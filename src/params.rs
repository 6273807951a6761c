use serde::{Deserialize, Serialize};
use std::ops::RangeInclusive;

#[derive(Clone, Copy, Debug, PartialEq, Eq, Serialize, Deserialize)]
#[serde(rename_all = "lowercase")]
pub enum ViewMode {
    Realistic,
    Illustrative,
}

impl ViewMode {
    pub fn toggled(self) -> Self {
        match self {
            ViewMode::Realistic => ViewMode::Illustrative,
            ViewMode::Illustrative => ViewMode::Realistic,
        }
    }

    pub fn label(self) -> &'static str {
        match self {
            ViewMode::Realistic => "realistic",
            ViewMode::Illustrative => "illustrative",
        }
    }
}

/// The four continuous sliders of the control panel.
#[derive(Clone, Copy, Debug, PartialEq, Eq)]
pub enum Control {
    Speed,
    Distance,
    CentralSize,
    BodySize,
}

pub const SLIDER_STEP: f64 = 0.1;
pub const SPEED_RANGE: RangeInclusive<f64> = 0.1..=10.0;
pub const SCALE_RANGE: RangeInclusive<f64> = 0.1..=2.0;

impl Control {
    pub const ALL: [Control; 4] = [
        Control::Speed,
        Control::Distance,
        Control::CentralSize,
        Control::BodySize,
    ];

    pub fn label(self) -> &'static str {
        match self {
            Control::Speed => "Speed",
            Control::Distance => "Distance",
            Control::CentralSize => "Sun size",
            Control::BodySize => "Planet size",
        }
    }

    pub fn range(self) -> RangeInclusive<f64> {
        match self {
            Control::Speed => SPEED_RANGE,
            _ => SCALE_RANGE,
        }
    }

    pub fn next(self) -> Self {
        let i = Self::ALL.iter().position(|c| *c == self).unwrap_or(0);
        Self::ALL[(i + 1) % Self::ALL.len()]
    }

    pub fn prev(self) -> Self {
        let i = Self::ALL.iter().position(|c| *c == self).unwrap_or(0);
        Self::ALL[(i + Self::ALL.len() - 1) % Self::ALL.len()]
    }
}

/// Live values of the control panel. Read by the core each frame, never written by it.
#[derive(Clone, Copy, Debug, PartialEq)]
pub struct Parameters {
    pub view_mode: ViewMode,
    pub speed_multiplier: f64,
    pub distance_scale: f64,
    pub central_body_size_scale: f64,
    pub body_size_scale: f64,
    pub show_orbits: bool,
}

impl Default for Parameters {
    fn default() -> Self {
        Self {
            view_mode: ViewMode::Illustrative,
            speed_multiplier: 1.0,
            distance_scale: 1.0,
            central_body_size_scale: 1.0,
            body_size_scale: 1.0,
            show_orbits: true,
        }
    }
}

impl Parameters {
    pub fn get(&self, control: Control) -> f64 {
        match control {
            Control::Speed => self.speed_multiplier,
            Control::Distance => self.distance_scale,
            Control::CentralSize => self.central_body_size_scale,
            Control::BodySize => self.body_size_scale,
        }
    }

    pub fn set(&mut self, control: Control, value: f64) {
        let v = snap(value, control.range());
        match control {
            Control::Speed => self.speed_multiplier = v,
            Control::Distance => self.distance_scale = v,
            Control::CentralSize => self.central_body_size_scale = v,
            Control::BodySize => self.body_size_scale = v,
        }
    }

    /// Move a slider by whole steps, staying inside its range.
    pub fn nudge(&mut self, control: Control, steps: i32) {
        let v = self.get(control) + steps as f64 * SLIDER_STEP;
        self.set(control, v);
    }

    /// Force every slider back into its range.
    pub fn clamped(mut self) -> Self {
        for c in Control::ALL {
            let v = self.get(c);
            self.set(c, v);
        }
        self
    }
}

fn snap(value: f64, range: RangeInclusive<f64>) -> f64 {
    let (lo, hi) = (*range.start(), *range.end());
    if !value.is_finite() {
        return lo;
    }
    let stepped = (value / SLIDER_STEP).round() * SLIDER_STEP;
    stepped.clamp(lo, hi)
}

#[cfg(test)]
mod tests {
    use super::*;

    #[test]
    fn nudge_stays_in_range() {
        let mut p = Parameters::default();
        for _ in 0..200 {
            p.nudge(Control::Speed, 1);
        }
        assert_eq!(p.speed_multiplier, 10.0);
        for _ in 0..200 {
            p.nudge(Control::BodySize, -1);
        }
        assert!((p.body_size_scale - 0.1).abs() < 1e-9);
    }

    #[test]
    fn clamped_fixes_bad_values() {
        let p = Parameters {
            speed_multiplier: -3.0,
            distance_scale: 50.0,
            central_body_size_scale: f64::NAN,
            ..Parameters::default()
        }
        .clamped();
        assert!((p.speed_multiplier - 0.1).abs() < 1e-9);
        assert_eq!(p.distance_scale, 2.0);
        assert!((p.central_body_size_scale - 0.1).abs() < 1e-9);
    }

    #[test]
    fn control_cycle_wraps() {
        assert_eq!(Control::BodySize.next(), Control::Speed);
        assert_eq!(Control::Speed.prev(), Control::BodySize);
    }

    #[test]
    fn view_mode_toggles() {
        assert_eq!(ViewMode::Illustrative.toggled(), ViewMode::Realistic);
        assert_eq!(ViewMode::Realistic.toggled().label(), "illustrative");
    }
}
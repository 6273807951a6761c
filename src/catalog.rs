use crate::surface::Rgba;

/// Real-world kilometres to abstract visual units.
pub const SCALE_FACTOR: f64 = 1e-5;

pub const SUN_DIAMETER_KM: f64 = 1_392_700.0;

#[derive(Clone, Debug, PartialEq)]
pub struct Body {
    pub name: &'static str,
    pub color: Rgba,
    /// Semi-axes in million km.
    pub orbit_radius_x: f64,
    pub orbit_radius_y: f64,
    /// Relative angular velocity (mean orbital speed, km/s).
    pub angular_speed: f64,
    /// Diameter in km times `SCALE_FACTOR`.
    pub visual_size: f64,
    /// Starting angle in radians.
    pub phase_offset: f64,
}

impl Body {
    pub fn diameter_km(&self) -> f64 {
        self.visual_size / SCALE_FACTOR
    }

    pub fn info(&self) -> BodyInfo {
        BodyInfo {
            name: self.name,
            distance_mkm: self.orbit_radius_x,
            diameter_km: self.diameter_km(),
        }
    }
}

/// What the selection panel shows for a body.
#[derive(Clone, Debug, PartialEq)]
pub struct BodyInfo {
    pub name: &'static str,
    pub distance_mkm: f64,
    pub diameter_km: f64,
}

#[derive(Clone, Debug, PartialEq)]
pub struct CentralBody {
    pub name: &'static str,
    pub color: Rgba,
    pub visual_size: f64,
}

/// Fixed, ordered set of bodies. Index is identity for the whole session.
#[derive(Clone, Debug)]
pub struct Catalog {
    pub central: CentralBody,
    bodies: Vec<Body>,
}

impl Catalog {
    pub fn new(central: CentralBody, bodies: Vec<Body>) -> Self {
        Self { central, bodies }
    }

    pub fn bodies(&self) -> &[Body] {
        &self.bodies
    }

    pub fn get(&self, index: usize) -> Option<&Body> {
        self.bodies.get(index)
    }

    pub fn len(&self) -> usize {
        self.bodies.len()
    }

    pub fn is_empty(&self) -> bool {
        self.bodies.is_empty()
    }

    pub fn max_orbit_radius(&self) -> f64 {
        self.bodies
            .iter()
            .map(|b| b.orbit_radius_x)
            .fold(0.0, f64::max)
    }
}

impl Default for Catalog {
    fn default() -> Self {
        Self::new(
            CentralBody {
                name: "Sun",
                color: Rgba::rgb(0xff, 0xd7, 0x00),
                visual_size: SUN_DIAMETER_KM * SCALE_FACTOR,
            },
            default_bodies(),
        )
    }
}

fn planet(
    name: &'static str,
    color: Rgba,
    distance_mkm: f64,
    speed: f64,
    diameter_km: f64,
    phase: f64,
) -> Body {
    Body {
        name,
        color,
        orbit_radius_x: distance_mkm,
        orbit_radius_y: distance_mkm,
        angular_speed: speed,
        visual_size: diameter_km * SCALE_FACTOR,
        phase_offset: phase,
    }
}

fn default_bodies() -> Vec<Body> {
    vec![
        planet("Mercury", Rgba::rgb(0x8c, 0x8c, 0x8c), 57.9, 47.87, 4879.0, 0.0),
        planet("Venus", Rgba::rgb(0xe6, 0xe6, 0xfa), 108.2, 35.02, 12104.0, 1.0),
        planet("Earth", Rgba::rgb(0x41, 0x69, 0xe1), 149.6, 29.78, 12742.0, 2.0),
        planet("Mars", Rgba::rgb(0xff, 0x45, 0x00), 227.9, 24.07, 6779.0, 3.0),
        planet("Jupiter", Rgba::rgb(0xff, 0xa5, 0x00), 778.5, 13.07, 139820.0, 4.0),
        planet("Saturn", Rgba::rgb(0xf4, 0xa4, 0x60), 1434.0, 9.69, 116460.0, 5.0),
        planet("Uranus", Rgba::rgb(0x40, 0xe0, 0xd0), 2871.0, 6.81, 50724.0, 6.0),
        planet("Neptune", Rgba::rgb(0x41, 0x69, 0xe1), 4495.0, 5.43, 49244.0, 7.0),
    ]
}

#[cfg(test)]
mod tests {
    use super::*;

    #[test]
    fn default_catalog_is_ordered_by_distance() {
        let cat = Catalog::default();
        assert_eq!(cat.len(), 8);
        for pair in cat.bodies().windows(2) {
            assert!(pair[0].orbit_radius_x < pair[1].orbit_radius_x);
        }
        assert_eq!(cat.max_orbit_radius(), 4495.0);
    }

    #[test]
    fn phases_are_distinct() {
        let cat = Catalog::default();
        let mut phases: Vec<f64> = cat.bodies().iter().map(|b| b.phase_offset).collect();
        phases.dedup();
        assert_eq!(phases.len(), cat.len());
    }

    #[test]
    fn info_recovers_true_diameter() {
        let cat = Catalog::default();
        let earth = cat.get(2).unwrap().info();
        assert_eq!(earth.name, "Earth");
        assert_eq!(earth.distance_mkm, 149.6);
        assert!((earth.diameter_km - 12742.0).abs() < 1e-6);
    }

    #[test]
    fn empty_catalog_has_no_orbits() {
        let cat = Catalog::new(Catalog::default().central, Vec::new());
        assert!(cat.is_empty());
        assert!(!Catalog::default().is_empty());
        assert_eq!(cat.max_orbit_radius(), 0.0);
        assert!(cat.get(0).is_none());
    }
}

### TASK DESCRIPTION
Copy the records above faithfully. Begin at their first line, end at the line containing "pub const ALL: [Control;", and include nothing else.

### OUTPUT BELOW
filename src/params.rs
repository 6273807951a6761c
use serde::{Deserialize, Serialize};
use std::ops::RangeInclusive;

#[derive(Clone, Copy, Debug, PartialEq, Eq, Serialize, Deserialize)]
#[serde(rename_all = "lowercase")]
pub enum ViewMode {
    Realistic,
    Illustrative,
}

impl ViewMode {
    pub fn toggled(self) -> Self {
        match self {
            ViewMode::Realistic => ViewMode::Illustrative,
            ViewMode::Illustrative => ViewMode::Realistic,
        }
    }

    pub fn label(self) -> &'static str {
        match self {
            ViewMode::Realistic => "realistic",
            ViewMode::Illustrative => "illustrative",
        }
    }
}

/// The four continuous sliders of the control panel.
#[derive(Clone, Copy, Debug, PartialEq, Eq)]
pub enum Control {
    Speed,
    Distance,
    CentralSize,
    BodySize,
}

pub const SLIDER_STEP: f64 = 0.1;
pub const SPEED_RANGE: RangeInclusive<f64> = 0.1..=10.0;
pub const SCALE_RANGE: RangeInclusive<f64> = 0.1..=2.0;

impl Control {
    pub const ALL: [Control; 4] = [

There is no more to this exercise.